Electromagnetic Field in de Sitter Expanding Universe: Majorana--Oppenheimer Formalism, Exact Solutions in non-Static Coordinates

TL;DR

This paper applies the Majorana--Oppenheimer formalism to derive exact electromagnetic solutions in a non-static de Sitter universe, revealing quantized mode dependence on time and connecting to the Duffin-Kemmer-Petiau formalism.

Contribution

It introduces a novel application of the Majorana--Oppenheimer formalism to non-static de Sitter space, deriving exact solutions and linking to Duffin-Kemmer-Petiau theory.

Findings

Quantized separation parameter in electromagnetic modes

Exact solutions for electromagnetic fields in de Sitter space

Connection established between complex vector and DKP formalisms

Abstract

Tetrad-based generalized complex formalism by Majorana--Oppenheimer is applied to treat electromagnetic field in extending de Sitter Universe in on-static spherically-symmetric coordinates.

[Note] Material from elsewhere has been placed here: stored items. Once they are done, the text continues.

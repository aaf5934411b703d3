//! Error Kind - Classification of errors
//!
//! Defines the [`ErrorKind`] enum that maps to HTTP-style status codes.

use serde::Serialize;

/// エラー種別の列挙体
///
/// ドメイン横断で共有するエラー分類を定義します。
/// 呼び出し側が HTTP などに載せる場合に備えて、各バリアントは
/// RFC 9110 のステータスコードにマッピングされます。
///
/// ## Notes
/// * `non_exhaustive` - 将来的に列挙子が追加される可能性があることを示す
///
/// ## Examples
/// ```rust
/// use kernel::error::kind::ErrorKind;
///
/// let kind = ErrorKind::NotFound;
/// assert_eq!(kind.status_code(), 404);
/// assert_eq!(kind.as_str(), "Not Found");
/// ```
#[derive(Debug, Clone, Copy, PartialEq, Eq, Hash, Serialize)]
#[serde(rename_all = "SCREAMING_SNAKE_CASE")]
#[non_exhaustive]
pub enum ErrorKind {
    /// 400 - Bad Request: 操作の引数が不正
    BadRequest,
    /// 404 - Not Found: 参照先が見つからない
    NotFound,
    /// 422 - Unprocessable Entity: 値が不変条件を満たさない
    UnprocessableEntity,
}

impl ErrorKind {
    /// ステータスコードを取得
    ///
    /// ## Examples
    /// ```rust
    /// use kernel::error::kind::ErrorKind;
    /// assert_eq!(ErrorKind::BadRequest.status_code(), 400);
    /// assert_eq!(ErrorKind::NotFound.status_code(), 404);
    /// ```
    #[inline]
    pub const fn status_code(&self) -> u16 {
        match self {
            ErrorKind::BadRequest => 400,
            ErrorKind::NotFound => 404,
            ErrorKind::UnprocessableEntity => 422,
        }
    }

    /// ユーザー向けの文字列表現を取得
    ///
    /// ## Examples
    /// ```rust
    /// use kernel::error::kind::ErrorKind;
    /// assert_eq!(ErrorKind::UnprocessableEntity.as_str(), "Unprocessable Entity");
    /// ```
    #[inline]
    pub const fn as_str(&self) -> &'static str {
        match self {
            ErrorKind::BadRequest => "Bad Request",
            ErrorKind::NotFound => "Not Found",
            ErrorKind::UnprocessableEntity => "Unprocessable Entity",
        }
    }
}

impl std::fmt::Display for ErrorKind {
    fn fmt(&self, f: &mut std::fmt::Formatter<'_>) -> std::fmt::Result {
        write!(f, "{}", self.as_str())
    }
}

#[cfg(test)]
mod tests {
    use super::*;

    #[test]
    fn test_status_codes() {
        assert_eq!(ErrorKind::BadRequest.status_code(), 400);
        assert_eq!(ErrorKind::NotFound.status_code(), 404);
        assert_eq!(ErrorKind::UnprocessableEntity.status_code(), 422);
    }

    #[test]
    fn test_serialize_screaming_snake_case() {
        let json = serde_json::to_string(&ErrorKind::UnprocessableEntity).unwrap();
        assert_eq!(json, "\"UNPROCESSABLE_ENTITY\"");
    }
}
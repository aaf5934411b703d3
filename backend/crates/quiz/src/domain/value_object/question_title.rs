//! Question Title Value Object
//!
//! The prompt shown to whoever answers the question.
//!
//! ## Invariants
//! - Not empty
//! - At most `QUESTION_TITLE_MAX_LENGTH` characters (Unicode scalar values)

use serde::{Deserialize, Serialize};
use std::fmt;

use crate::error::ValidationError;

/// Maximum length for a question title (in characters)
pub const QUESTION_TITLE_MAX_LENGTH: usize = 200;

/// Validated question title
#[derive(Debug, Clone, PartialEq, Eq, Hash, Serialize, Deserialize)]
#[serde(try_from = "String", into = "String")]
pub struct QuestionTitle(String);

impl QuestionTitle {
    pub fn new(input: impl Into<String>) -> Result<Self, ValidationError> {
        let title = input.into();
        Self::validate(&title)?;
        Ok(Self(title))
    }

    #[inline]
    pub fn as_str(&self) -> &str {
        &self.0
    }

    fn validate(title: &str) -> Result<(), ValidationError> {
        if title.is_empty() {
            return Err(ValidationError::TitleEmpty);
        }

        let length = title.chars().count();
        if length > QUESTION_TITLE_MAX_LENGTH {
            return Err(ValidationError::TitleTooLong {
                length,
                max: QUESTION_TITLE_MAX_LENGTH,
            });
        }

        Ok(())
    }
}

impl fmt::Display for QuestionTitle {
    fn fmt(&self, f: &mut fmt::Formatter<'_>) -> fmt::Result {
        f.write_str(&self.0)
    }
}

impl AsRef<str> for QuestionTitle {
    fn as_ref(&self) -> &str {
        &self.0
    }
}

impl TryFrom<String> for QuestionTitle {
    type Error = ValidationError;

    fn try_from(value: String) -> Result<Self, Self::Error> {
        Self::new(value)
    }
}

impl From<QuestionTitle> for String {
    fn from(title: QuestionTitle) -> Self {
        title.0
    }
}

#[cfg(test)]
mod tests {
    use super::*;

    #[test]
    fn test_single_char() {
        assert_eq!(QuestionTitle::new("q").unwrap().as_str(), "q");
    }

    #[test]
    fn test_empty_fails() {
        assert_eq!(QuestionTitle::new(""), Err(ValidationError::TitleEmpty));
    }

    #[test]
    fn test_whitespace_only_accepted() {
        let title = QuestionTitle::new("   ").unwrap();
        assert_eq!(title.as_str(), "   ");
    }

    #[test]
    fn test_maximum_length() {
        let input = "a".repeat(QUESTION_TITLE_MAX_LENGTH);
        assert!(QuestionTitle::new(input).is_ok());
    }

    #[test]
    fn test_too_long() {
        assert_eq!(
            QuestionTitle::new("a".repeat(201)),
            Err(ValidationError::TitleTooLong {
                length: 201,
                max: 200
            })
        );
        assert!(QuestionTitle::new("a".repeat(500)).is_err());
    }

    #[test]
    fn test_length_counts_chars_not_bytes() {
        // 200 three-byte characters
        let input = "問".repeat(QUESTION_TITLE_MAX_LENGTH);
        assert!(QuestionTitle::new(input).is_ok());
    }

    #[test]
    fn test_deserialize_validates() {
        assert!(serde_json::from_str::<QuestionTitle>("\"\"").is_err());
        let title: QuestionTitle = serde_json::from_str("\"q1\"").unwrap();
        assert_eq!(title.as_str(), "q1");
    }
}
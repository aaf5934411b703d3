//! Value Object Module

pub mod choice_text;
pub mod max_selections;
pub mod points;
pub mod question_title;

pub use kernel::id::{ChoiceId, QuestionId};
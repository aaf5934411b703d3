//! Choice Entity
//!
//! An answer option. Choices only exist inside a [`Question`] and are
//! created and removed through it.
//!
//! [`Question`]: super::question::Question

use serde::Serialize;

use crate::domain::value_object::{ChoiceId, choice_text::ChoiceText};

/// Answer option owned by a question
#[derive(Debug, Serialize)]
pub struct Choice {
    id: ChoiceId,
    text: ChoiceText,
    is_correct: bool,
}

impl Choice {
    pub(crate) fn new(text: ChoiceText, is_correct: bool) -> Self {
        Self {
            id: ChoiceId::new(),
            text,
            is_correct,
        }
    }

    #[inline]
    pub fn id(&self) -> ChoiceId {
        self.id
    }

    #[inline]
    pub fn text(&self) -> &str {
        self.text.as_str()
    }

    #[inline]
    pub fn is_correct(&self) -> bool {
        self.is_correct
    }

    pub(crate) fn set_correct(&mut self, is_correct: bool) {
        self.is_correct = is_correct;
    }
}
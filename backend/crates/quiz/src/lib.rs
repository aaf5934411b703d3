//! Quiz Question Module
//!
//! Clean Architecture structure:
//! - `domain/` - Question aggregate, Choice entity, value objects
//! - `application/` - Use cases and configuration
//!
//! ## Model
//! - A `Question` owns its `Choice`s; choices are only created and removed
//!   through the question
//! - Identifiers are UUID v4, unique across every question and choice
//! - Selections are validated against the question's `max_selections`
//! - `set_correct_choices` defines the exact correct set

pub mod application;
pub mod domain;
pub mod error;

// Re-exports for convenience
pub use application::author_question::{AuthorQuestionUseCase, ChoiceDraft, QuestionDraft};
pub use application::config::QuizConfig;
pub use domain::entity::{choice::Choice, question::Question};
pub use domain::value_object::{ChoiceId, QuestionId};
pub use error::{QuizError, QuizResult, ValidationError};

// Re-export kernel error types for unified error handling
pub use kernel::error::{
    app_error::{AppError, AppResult},
    kind::ErrorKind,
};

pub mod models {
    pub use crate::domain::entity::*;
    pub use crate::domain::value_object::*;
}
//! Quiz Error Types
//!
//! This module provides quiz-specific error variants that integrate
//! with the unified `kernel::error::AppError` system.

use kernel::error::{app_error::AppError, kind::ErrorKind};
use kernel::id::ChoiceId;
use thiserror::Error;

/// Quiz-specific result type alias
pub type QuizResult<T> = Result<T, QuizError>;

/// A value or argument that breaks one of the aggregate's range rules
#[derive(Debug, Clone, PartialEq, Eq, Error)]
pub enum ValidationError {
    #[error("Question title cannot be empty")]
    TitleEmpty,

    #[error("Question title is too long ({length} chars, maximum {max})")]
    TitleTooLong { length: usize, max: usize },

    #[error("Points must be between {min} and {max}, got {value}")]
    PointsOutOfRange { value: i64, min: u8, max: u8 },

    #[error("Max selections must be at least {min}, got {value}")]
    MaxSelectionsOutOfRange { value: i64, min: u32 },

    #[error("Choice text cannot be empty")]
    ChoiceTextEmpty,

    #[error("Choice text is too long ({length} chars, maximum {max})")]
    ChoiceTextTooLong { length: usize, max: usize },

    #[error("Too many choices selected ({selected}, maximum {max})")]
    TooManySelections { selected: usize, max: u32 },
}

/// Quiz-specific error variants
#[derive(Debug, Error)]
pub enum QuizError {
    /// Input violates a validation rule
    #[error("Validation failed: {0}")]
    Validation(#[from] ValidationError),

    /// Referenced choice does not belong to the question
    #[error("Choice not found: {0}")]
    ChoiceNotFound(ChoiceId),
}

impl QuizError {
    /// Get the ErrorKind for this error
    pub fn kind(&self) -> ErrorKind {
        match self {
            QuizError::Validation(ValidationError::TooManySelections { .. }) => {
                ErrorKind::BadRequest
            }
            QuizError::Validation(_) => ErrorKind::UnprocessableEntity,
            QuizError::ChoiceNotFound(_) => ErrorKind::NotFound,
        }
    }

    pub fn is_validation(&self) -> bool {
        matches!(self, QuizError::Validation(_))
    }

    pub fn is_not_found(&self) -> bool {
        matches!(self, QuizError::ChoiceNotFound(_))
    }

    /// Hint for the caller on how to recover, if there is an obvious one
    fn action(&self) -> Option<String> {
        match self {
            QuizError::Validation(ValidationError::TooManySelections { max, .. }) => {
                Some(format!("Select at most {max} choice(s)"))
            }
            QuizError::Validation(ValidationError::TitleEmpty) => {
                Some("Enter a question title".to_string())
            }
            _ => None,
        }
    }

    /// Log the error with appropriate level
    pub(crate) fn log(&self) {
        match self {
            QuizError::ChoiceNotFound(choice_id) => {
                tracing::warn!(choice_id = %choice_id, "Quiz choice not found");
            }
            QuizError::Validation(e) => {
                tracing::debug!(error = %e, "Quiz validation error");
            }
        }
    }
}

impl From<QuizError> for AppError {
    fn from(err: QuizError) -> Self {
        let kind = err.kind();
        let message = err.to_string();
        let action = err.action();
        let app_err = AppError::new(kind, message);
        let app_err = match action {
            Some(action) => app_err.with_action(action),
            None => app_err,
        };
        app_err.with_source(err)
    }
}

#[cfg(test)]
mod tests {
    use super::*;
    use std::error::Error as _;

    #[test]
    fn test_kind_mapping() {
        assert_eq!(
            QuizError::from(ValidationError::TitleEmpty).kind(),
            ErrorKind::UnprocessableEntity
        );
        assert_eq!(
            QuizError::from(ValidationError::TooManySelections {
                selected: 3,
                max: 2
            })
            .kind(),
            ErrorKind::BadRequest
        );
        assert_eq!(
            QuizError::ChoiceNotFound(ChoiceId::new()).kind(),
            ErrorKind::NotFound
        );
    }

    #[test]
    fn test_predicates() {
        assert!(QuizError::from(ValidationError::ChoiceTextEmpty).is_validation());
        assert!(QuizError::ChoiceNotFound(ChoiceId::new()).is_not_found());
    }

    #[test]
    fn test_into_app_error() {
        let app_err: AppError = QuizError::from(ValidationError::TooManySelections {
            selected: 3,
            max: 2,
        })
        .into();
        assert_eq!(app_err.status_code(), 400);
        assert_eq!(app_err.action(), Some("Select at most 2 choice(s)"));
        assert!(app_err.message().contains("Too many choices selected (3, maximum 2)"));
        assert!(app_err.source().is_some());

        let id = ChoiceId::new();
        let app_err: AppError = QuizError::ChoiceNotFound(id).into();
        assert_eq!(app_err.status_code(), 404);
        assert!(app_err.message().contains(&id.to_string()));
        assert!(app_err.action().is_none());
    }
}
//! Shared Kernel - Domain-crossing minimal core
//!
//! This crate contains the "smallest core" of domain vocabulary:
//! - Common error types and result aliases
//! - Typed entity identifiers
//!
//! **Design Principle**: Only include things that are "hard to change"
//! and have consistent meaning across all domains.

pub mod error {
    pub mod app_error;
    pub mod kind;
}
pub mod id;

With the help of Wigner D-functions, we separate angular dependence in the complex vector field E_{j}(t,r)+i B_{j}(t,r) from (t,r)-dependence. The separation parameter arising here instead of frequency \omega in Minkowski space-time is quantized, non-static geometry of the de Sitter model leads to definite dependence of electromagnetic modes on the time variable. Relation of 3-vector complex approach to 10-dimensional Duffin-Kemmer-Petiau formalism is considered. On this base, the electromagnetic waves of magnetic and electric type have been constructed in both approaches. In Duffin-Kemmer-Petiau approach, there are constructed gradient-type solutions in Lorentz gauge.